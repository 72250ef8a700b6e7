//! Unified error types for dongle-bridge.
//!
//! We avoid `alloc` - all error variants carry only fixed-size data.
//! Implements `defmt::Format` (with the `defmt` feature) for efficient
//! on-target logging.

use crate::port::Port;

/// Top-level error type returned by the router.
#[derive(Clone, Copy, Debug, PartialEq, Eq)]
#[cfg_attr(feature = "defmt", derive(defmt::Format))]
pub enum Error {
    /// Payload longer than `MSG_MAX_LEN`; rejected before any state change.
    PayloadTooLarge {
        /// Length of the offending buffer.
        len: usize,
    },

    /// The transport bound to `port` refused or failed the send.
    Send { port: Port, error: SendError },
}

/// Errors reported by a transport adapter's `send`.
#[derive(Clone, Copy, Debug, PartialEq, Eq)]
#[cfg_attr(feature = "defmt", derive(defmt::Format))]
pub enum SendError {
    /// Link not connected or not configured by the peer/host.
    NotConnected,
    /// A previous transmission is still in progress.
    Busy,
    /// Payload exceeds `MSG_MAX_LEN`.
    PayloadTooLarge,
    /// Generic I/O failure in the underlying stack.
    Io,
}

impl core::fmt::Display for SendError {
    fn fmt(&self, f: &mut core::fmt::Formatter<'_>) -> core::fmt::Result {
        match self {
            SendError::NotConnected => f.write_str("not connected"),
            SendError::Busy => f.write_str("transmission already in progress"),
            SendError::PayloadTooLarge => f.write_str("payload too large"),
            SendError::Io => f.write_str("i/o failure"),
        }
    }
}

impl core::fmt::Display for Error {
    fn fmt(&self, f: &mut core::fmt::Formatter<'_>) -> core::fmt::Result {
        match self {
            Error::PayloadTooLarge { len } => write!(
                f,
                "payload of {} bytes exceeds {}",
                len,
                crate::config::MSG_MAX_LEN
            ),
            Error::Send { port, error } => write!(f, "send to {:?} failed: {}", port, error),
        }
    }
}

impl core::error::Error for SendError {}
impl core::error::Error for Error {}
//! Mock transport for unit tests and host simulation.
//!
//! Records every accepted frame (the last `MOCK_LOG_DEPTH` are kept),
//! counts traffic, and can be told to fail the next `send`. In loopback
//! mode each accepted frame is also echoed into a bound [`Inbox`] as if the
//! peer had sent it back.

use core::cell::RefCell;

use embassy_sync::blocking_mutex::raw::CriticalSectionRawMutex;
use embassy_sync::blocking_mutex::Mutex;
use heapless::Vec;

use super::Transport;
use crate::bridge::{FrameKind, Inbound, Inbox};
use crate::config::MOCK_LOG_DEPTH;
use crate::error::SendError;
use crate::msg::{self, Message};

/// Traffic counters.
#[derive(Clone, Copy, Debug, Default, PartialEq, Eq)]
pub struct MockStats {
    /// Frames accepted.
    pub tx_frames: u32,
    /// Bytes accepted.
    pub tx_bytes: u32,
    /// Frames echoed back in loopback mode.
    pub rx_frames: u32,
    pub rx_bytes: u32,
    /// Sends that returned an error.
    pub failures: u32,
    /// Connected/disconnected transitions.
    pub connection_changes: u32,
}

struct MockState {
    connected: bool,
    loopback: bool,
    inject: Option<SendError>,
    sent: Vec<Message, MOCK_LOG_DEPTH>,
    stats: MockStats,
}

impl MockState {
    const fn new() -> Self {
        Self {
            connected: true,
            loopback: false,
            inject: None,
            sent: Vec::new(),
            stats: MockStats {
                tx_frames: 0,
                tx_bytes: 0,
                rx_frames: 0,
                rx_bytes: 0,
                failures: 0,
                connection_changes: 0,
            },
        }
    }
}

/// In-memory [`Transport`] with a send log and failure injection.
pub struct MockTransport<'a> {
    state: Mutex<CriticalSectionRawMutex, RefCell<MockState>>,
    loopback_inbox: Option<&'a Inbox>,
}

impl<'a> MockTransport<'a> {
    /// A connected mock with an empty log.
    pub const fn new() -> Self {
        Self {
            state: Mutex::new(RefCell::new(MockState::new())),
            loopback_inbox: None,
        }
    }

    /// A connected mock that can echo frames into `inbox` once
    /// [`set_loopback`](Self::set_loopback) turns loopback on.
    pub const fn with_loopback(inbox: &'a Inbox) -> Self {
        Self {
            state: Mutex::new(RefCell::new(MockState::new())),
            loopback_inbox: Some(inbox),
        }
    }

    /// Simulate connect/disconnect. A disconnected mock fails every send
    /// with [`SendError::NotConnected`].
    pub fn set_connected(&self, connected: bool) {
        self.state.lock(|s| {
            let mut s = s.borrow_mut();
            if s.connected != connected {
                s.connected = connected;
                s.stats.connection_changes += 1;
            }
        });
    }

    /// Echo accepted frames back as `Unclassified` inbound frames. Has no
    /// effect on a mock built without an inbox.
    pub fn set_loopback(&self, enabled: bool) {
        self.state.lock(|s| s.borrow_mut().loopback = enabled);
    }

    /// Make the next `send` fail with `error`.
    pub fn inject_failure(&self, error: SendError) {
        self.state.lock(|s| s.borrow_mut().inject = Some(error));
    }

    /// Forget recorded frames and counters. Connection and loopback
    /// settings are kept.
    pub fn reset(&self) {
        self.state.lock(|s| {
            let mut s = s.borrow_mut();
            s.inject = None;
            s.sent.clear();
            s.stats = MockStats::default();
        });
    }

    /// Most recently accepted frame.
    pub fn last_sent(&self) -> Option<Message> {
        self.state.lock(|s| s.borrow().sent.last().cloned())
    }

    /// Recorded frames, oldest first.
    pub fn sent(&self) -> Vec<Message, MOCK_LOG_DEPTH> {
        self.state.lock(|s| s.borrow().sent.clone())
    }

    /// Number of frames accepted since the last reset.
    pub fn send_count(&self) -> u32 {
        self.stats().tx_frames
    }

    pub fn stats(&self) -> MockStats {
        self.state.lock(|s| s.borrow().stats)
    }

    fn echo_back(&self, frame: Message) {
        let Some(inbox) = self.loopback_inbox else {
            return;
        };
        let len = frame.len() as u32;
        let inbound = Inbound {
            kind: FrameKind::Unclassified,
            data: frame,
        };
        if inbox.try_send(inbound).is_ok() {
            self.state.lock(|s| {
                let mut s = s.borrow_mut();
                s.stats.rx_frames += 1;
                s.stats.rx_bytes += len;
            });
        } else {
            warn!("mock loopback inbox full, echo dropped");
        }
    }
}

impl Default for MockTransport<'_> {
    fn default() -> Self {
        Self::new()
    }
}

impl Transport for MockTransport<'_> {
    fn send(&self, data: &[u8]) -> Result<(), SendError> {
        let echo = self.state.lock(|s| {
            let mut s = s.borrow_mut();

            let result = if let Some(error) = s.inject.take() {
                Err(error)
            } else if !s.connected {
                Err(SendError::NotConnected)
            } else {
                msg::copy_from(data).map_err(|_| SendError::PayloadTooLarge)
            };

            match result {
                Ok(frame) => {
                    if s.sent.is_full() {
                        s.sent.remove(0);
                    }
                    let echo = s.loopback.then(|| frame.clone());
                    let _ = s.sent.push(frame);
                    s.stats.tx_frames += 1;
                    s.stats.tx_bytes += data.len() as u32;
                    Ok(echo)
                }
                Err(error) => {
                    s.stats.failures += 1;
                    Err(error)
                }
            }
        })?;

        // Outside the state lock: the inbox has its own.
        if let Some(frame) = echo {
            self.echo_back(frame);
        }
        Ok(())
    }

    fn is_ready(&self) -> bool {
        self.state.lock(|s| s.borrow().connected)
    }
}
//! Logical ports, directions and the port registry.
//!
//! The set of ports is closed and known at compile time. Every port is
//! bound to exactly one [`Transport`] when the registry is built; the
//! binding never changes afterwards.

use crate::error::SendError;
use crate::transport::Transport;

/// Number of logical ports.
pub const PORT_COUNT: usize = 2;

/// Number of directed (initiator, responder) pairs.
pub const DIRECTION_COUNT: usize = PORT_COUNT;

/// A logical port of the bridge.
#[derive(Clone, Copy, Debug, PartialEq, Eq, Hash)]
#[cfg_attr(feature = "defmt", derive(defmt::Format))]
pub enum Port {
    /// Upstream port (USB CDC link to the host).
    Usb,
    /// Downstream port (BLE link to the peripheral).
    Ble,
}

impl Port {
    /// All ports, in index order.
    pub const ALL: [Port; PORT_COUNT] = [Port::Usb, Port::Ble];

    /// Dense index used to address per-port tables.
    pub const fn index(self) -> usize {
        match self {
            Port::Usb => 0,
            Port::Ble => 1,
        }
    }

    /// The other port of the fixed pair.
    pub const fn peer(self) -> Port {
        match self {
            Port::Usb => Port::Ble,
            Port::Ble => Port::Usb,
        }
    }
}

/// An ordered (initiator, responder) pair - the unit of mutual exclusion.
#[derive(Clone, Copy, Debug, PartialEq, Eq, Hash)]
#[cfg_attr(feature = "defmt", derive(defmt::Format))]
pub struct Direction {
    pub initiator: Port,
    pub responder: Port,
}

impl Direction {
    pub const USB_TO_BLE: Direction = Direction::of_request(Port::Usb);
    pub const BLE_TO_USB: Direction = Direction::of_request(Port::Ble);

    /// All directions, in slot order.
    pub const ALL: [Direction; DIRECTION_COUNT] = [Direction::USB_TO_BLE, Direction::BLE_TO_USB];

    /// Direction opened by a request arriving at `from`.
    pub const fn of_request(from: Port) -> Self {
        Self {
            initiator: from,
            responder: from.peer(),
        }
    }

    /// Direction closed by a response arriving at `from`.
    ///
    /// Responses travel opposite to their request, so `from` is the
    /// responder.
    pub const fn closed_by_response(from: Port) -> Self {
        Self {
            initiator: from.peer(),
            responder: from,
        }
    }

    /// Slot index. With two ports the initiator alone identifies the
    /// direction.
    pub const fn index(self) -> usize {
        self.initiator.index()
    }
}

/// Maps each port to the transport that delivers frames on it.
///
/// Read-only after construction, so it can be shared by reference
/// between execution contexts.
pub struct PortRegistry<'a> {
    transports: [&'a dyn Transport; PORT_COUNT],
}

impl<'a> PortRegistry<'a> {
    /// Bind the USB and BLE transports.
    pub fn new(usb: &'a dyn Transport, ble: &'a dyn Transport) -> Self {
        Self {
            transports: [usb, ble],
        }
    }

    /// Deliver `data` on `port`. Whatever the transport reports is
    /// returned as-is; nothing is retried.
    pub fn send(&self, port: Port, data: &[u8]) -> Result<(), SendError> {
        self.transports[port.index()].send(data)
    }

    /// Whether the transport on `port` currently reports ready.
    pub fn is_ready(&self, port: Port) -> bool {
        self.transports[port.index()].is_ready()
    }
}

◇ ◇ ◇

- Exercise details: Locate all lines in the listing above with the word "bridge". Copy them.

- Solution for this problem:
//! Unified error types for dongle-bridge.
use crate::bridge::{FrameKind, Inbound, Inbox};
/// A logical port of the bridge.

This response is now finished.